Shellac was used from the mid-nineteenth century to produce small moulded goods such as picture frames, boxes, toilet articles, jewelry, inkwells and even dentures. Advances in plastics have rendered shellac obsolete as a moulding compound.[30]
Shellac (both orange and white varieties) was used both in the field and laboratory to glue and stabilise dinosaur bones until about the mid-1960s. While effective at the time, the long-term negative effects of shellac (being organic in nature) on dinosaur bones and other fossils is debated, and shellac is very rarely used by professional conservators and fossil preparators today.[31]
Shellac was used for fixing inductor, motor, generator and transformer windings. It was applied directly to single-layer windings in an alcohol solution. For multi-layer windings, the whole coil was submerged in shellac solution, then drained and placed in a warm location to allow the alcohol to evaporate. The shellac locked the wire turns in place, provided extra insulation, prevented movement and vibration and reduced buzz and hum. In motors and generators it also helps transfer force generated by magnetic attraction and repulsion from the windings to the rotor or armature. In more recent times, shellac has been replaced in these applications by synthetic resins such as polyester resin. Some applications use shellac mixed with other natural or synthetic resins, such as pine resin or phenol-formaldehyde resin, of which Bakelite is the best known, for electrical use. Mixed with other resins, barium sulfate, calcium carbonate, zinc sulfide, aluminium oxide and/or cuprous carbonate (malachite), shellac forms a component of heat-cured capping cement used to fasten the caps or bases to the bulbs of electric lamps.
Current uses[edit]
It is the central element of the traditional "French polish" method of finishing furniture, fine string instruments, and pianos.[32]

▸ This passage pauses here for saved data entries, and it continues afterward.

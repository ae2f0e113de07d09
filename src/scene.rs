//! Per-frame draw list for the external renderer
//!
//! The renderer owns textures and drawing; the core resolves, once per
//! frame, which sprite goes where. Sprites are addressed by asset name so
//! the host can load each one exactly once at startup and key its cache by
//! `SpriteKind`.

use glam::Vec2;

use crate::config::Config;
use crate::consts::*;
use crate::sim::{GamePhase, GameState, PlayerFrame};

/// Depth layers; larger draws in front.
mod depth {
    pub const BACKGROUND: f32 = -10.0;
    pub const OBSTACLES: f32 = -1.0;
    pub const OVERLAY: f32 = 0.0;
    pub const BASE: f32 = 1.0;
    pub const SCORE: f32 = 100.0;
    pub const PLAYER: f32 = 200.0;
    pub const READY_MESSAGE: f32 = 400.0;
}

/// Every distinct sprite the game can show.
#[derive(Debug, Clone, Copy, PartialEq, Eq, Hash)]
pub enum SpriteKind {
    Bird(PlayerFrame),
    /// Lower pipe segment, mouth up
    PipeLower,
    /// Upper pipe segment, mouth down
    PipeUpper,
    Background,
    Base,
    /// Score digit 0-9
    Digit(u8),
    /// "Get ready" splash, shown while waiting for the first flap
    ReadyMessage,
    GameOver,
}

const DIGIT_ASSETS: [&str; 10] = [
    "0.png", "1.png", "2.png", "3.png", "4.png", "5.png", "6.png", "7.png", "8.png", "9.png",
];

impl SpriteKind {
    /// Asset file backing this sprite, for the renderer's load-once cache.
    pub fn asset_name(&self) -> &'static str {
        match self {
            SpriteKind::Bird(PlayerFrame::Up) => "yellowbird-upflap.png",
            SpriteKind::Bird(PlayerFrame::Mid) => "yellowbird-midflap.png",
            SpriteKind::Bird(PlayerFrame::Down) => "yellowbird-downflap.png",
            SpriteKind::PipeLower => "pipe-green-up.png",
            SpriteKind::PipeUpper => "pipe-green-down.png",
            SpriteKind::Background => "background-day.png",
            SpriteKind::Base => "base.png",
            SpriteKind::Digit(digit) => DIGIT_ASSETS[*digit as usize % 10],
            SpriteKind::ReadyMessage => "message.png",
            SpriteKind::GameOver => "gameover.png",
        }
    }
}

/// Everything the renderer needs to draw one sprite this frame.
#[derive(Debug, Clone, Copy, PartialEq)]
pub struct SpriteInstance {
    pub sprite: SpriteKind,
    /// Lower-left corner in logical screen units
    pub pos: Vec2,
    /// Depth layer; larger is in front
    pub depth: f32,
    /// Tilt in radians around the sprite origin (bird only)
    pub rotation: f32,
}

impl SpriteInstance {
    fn flat(sprite: SpriteKind, x: f32, y: f32, depth: f32) -> Self {
        Self {
            sprite,
            pos: Vec2::new(x, y),
            depth,
            rotation: 0.0,
        }
    }
}

/// Resolve the full draw list for the current frame. Exactly one bird frame
/// appears, and overlays are present only in their phase.
pub fn build_scene(state: &GameState, config: &Config) -> Vec<SpriteInstance> {
    let mut scene = Vec::new();

    for &offset in state.background.offsets() {
        scene.push(SpriteInstance::flat(
            SpriteKind::Background,
            offset,
            0.0,
            depth::BACKGROUND,
        ));
    }

    for obstacle in state.obstacles.obstacles() {
        scene.push(SpriteInstance::flat(
            SpriteKind::PipeLower,
            obstacle.x,
            obstacle.gap_y,
            depth::OBSTACLES,
        ));
        scene.push(SpriteInstance::flat(
            SpriteKind::PipeUpper,
            obstacle.x,
            obstacle.gap_y + PIPE_SPAN,
            depth::OBSTACLES,
        ));
    }

    for &offset in state.base.offsets() {
        scene.push(SpriteInstance::flat(
            SpriteKind::Base,
            offset,
            BASE_SINK,
            depth::BASE,
        ));
    }

    scene.push(SpriteInstance {
        sprite: SpriteKind::Bird(state.player.frame),
        pos: Vec2::new(state.player.x(config), state.player.position),
        depth: depth::PLAYER,
        rotation: state.player.rotation(),
    });

    // Two-digit score, tens then ones, ones nudged right
    let score = state.score.current();
    let score_x = config.center_x() - 24.0;
    let score_y = config.center_y() + 100.0;
    scene.push(SpriteInstance::flat(
        SpriteKind::Digit((score / 10 % 10) as u8),
        score_x,
        score_y,
        depth::SCORE,
    ));
    scene.push(SpriteInstance::flat(
        SpriteKind::Digit((score % 10) as u8),
        score_x + 24.0,
        score_y,
        depth::SCORE,
    ));

    match state.phase {
        GamePhase::Ready => scene.push(SpriteInstance::flat(
            SpriteKind::ReadyMessage,
            config.center_x() - 92.0,
            config.center_y() - 74.0,
            depth::READY_MESSAGE,
        )),
        GamePhase::Dead => scene.push(SpriteInstance::flat(
            SpriteKind::GameOver,
            config.center_x() - 96.0,
            config.center_y(),
            depth::OVERLAY,
        )),
        GamePhase::Playing => {}
    }

    scene
}
//! Headless demo runner
//!
//! Drives the simulation with a naive autopilot and logs the outcome. Handy
//! for eyeballing tuning changes and checking determinism without a
//! renderer attached.
//!
//! Usage: gapwing [seed] [max_ticks] [config.json]

use std::error::Error;

use gapwing::config::Config;
use gapwing::consts::*;
use gapwing::sim::{GamePhase, GameState, TickInput, tick};

fn main() -> Result<(), Box<dyn Error>> {
    env_logger::init();

    let mut args = std::env::args().skip(1);
    let seed: u64 = args
        .next()
        .and_then(|s| s.parse().ok())
        .unwrap_or(42);
    let max_ticks: u64 = args
        .next()
        .and_then(|s| s.parse().ok())
        .unwrap_or(20_000);
    let config = match args.next() {
        Some(path) => serde_json::from_str(&std::fs::read_to_string(path)?)?,
        None => Config::default(),
    };

    log::info!(
        "seed {seed}, screen {}x{}, up to {max_ticks} ticks",
        config.screen_width,
        config.screen_height
    );

    let mut state = GameState::new(seed, &config);
    while state.phase != GamePhase::Dead && state.time_ticks < max_ticks {
        let input = TickInput {
            flap: autopilot(&state, &config),
        };
        for event in tick(&mut state, &input, &config) {
            log::debug!("play {}", event.sound_asset());
        }
    }

    println!(
        "score {} after {} ticks ({:?})",
        state.score.current(),
        state.time_ticks,
        state.phase
    );
    Ok(())
}

/// Flap whenever the player is sinking below the center of the next gap.
fn autopilot(state: &GameState, config: &Config) -> bool {
    if state.phase == GamePhase::Ready {
        return true;
    }

    let player_left = config.center_x() - PLAYER_WIDTH / 2.0;
    let target = state
        .obstacles
        .obstacles()
        .iter()
        .filter(|o| o.x + PIPE_WIDTH > player_left)
        .min_by(|a, b| a.x.partial_cmp(&b.x).unwrap_or(std::cmp::Ordering::Equal))
        .map(|o| o.gap_center())
        .unwrap_or_else(|| config.center_y());

    state.player.position + state.player.velocity < target - PLAYER_HEIGHT / 2.0
        && state.player.velocity < 1.0
}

Shellac, being edible, is used as a glazing agent on pills (see excipient) and sweets, in the form of pharmaceutical glaze (or, "confectioner's glaze"). Because of its acidic properties (resisting stomach acids), shellac-coated pills may be used for a timed enteric or colonic release.[33] Shellac is used as a 'wax' coating on citrus fruit to prolong its shelf/storage life. It is also used to replace the natural wax of the apple, which is removed during the cleaning process.[34] When used for this purpose, it has the food additive E number E904.[35]
Shellac is an odour and stain blocker and so is often used as the base of "all-purpose" primers. Although its durability against abrasives and many common solvents is not very good, shellac provides an excellent barrier against water vapour penetration. Shellac-based primers are an effective sealant to control odours associated with fire damage.[36]
Shellac has traditionally been used as a dye for cotton and, especially, silk cloth in Thailand, particularly in the north-eastern region.[37] It yields a range of warm colours from pale yellow through to dark orange-reds and dark ochre.[38] Naturally dyed silk cloth, including that using shellac, is widely available in the rural northeast, especially in Ban Khwao District, Chaiyaphum province. The Thai name for the insect and the substance is "khrang" (Thai: ครั่ง).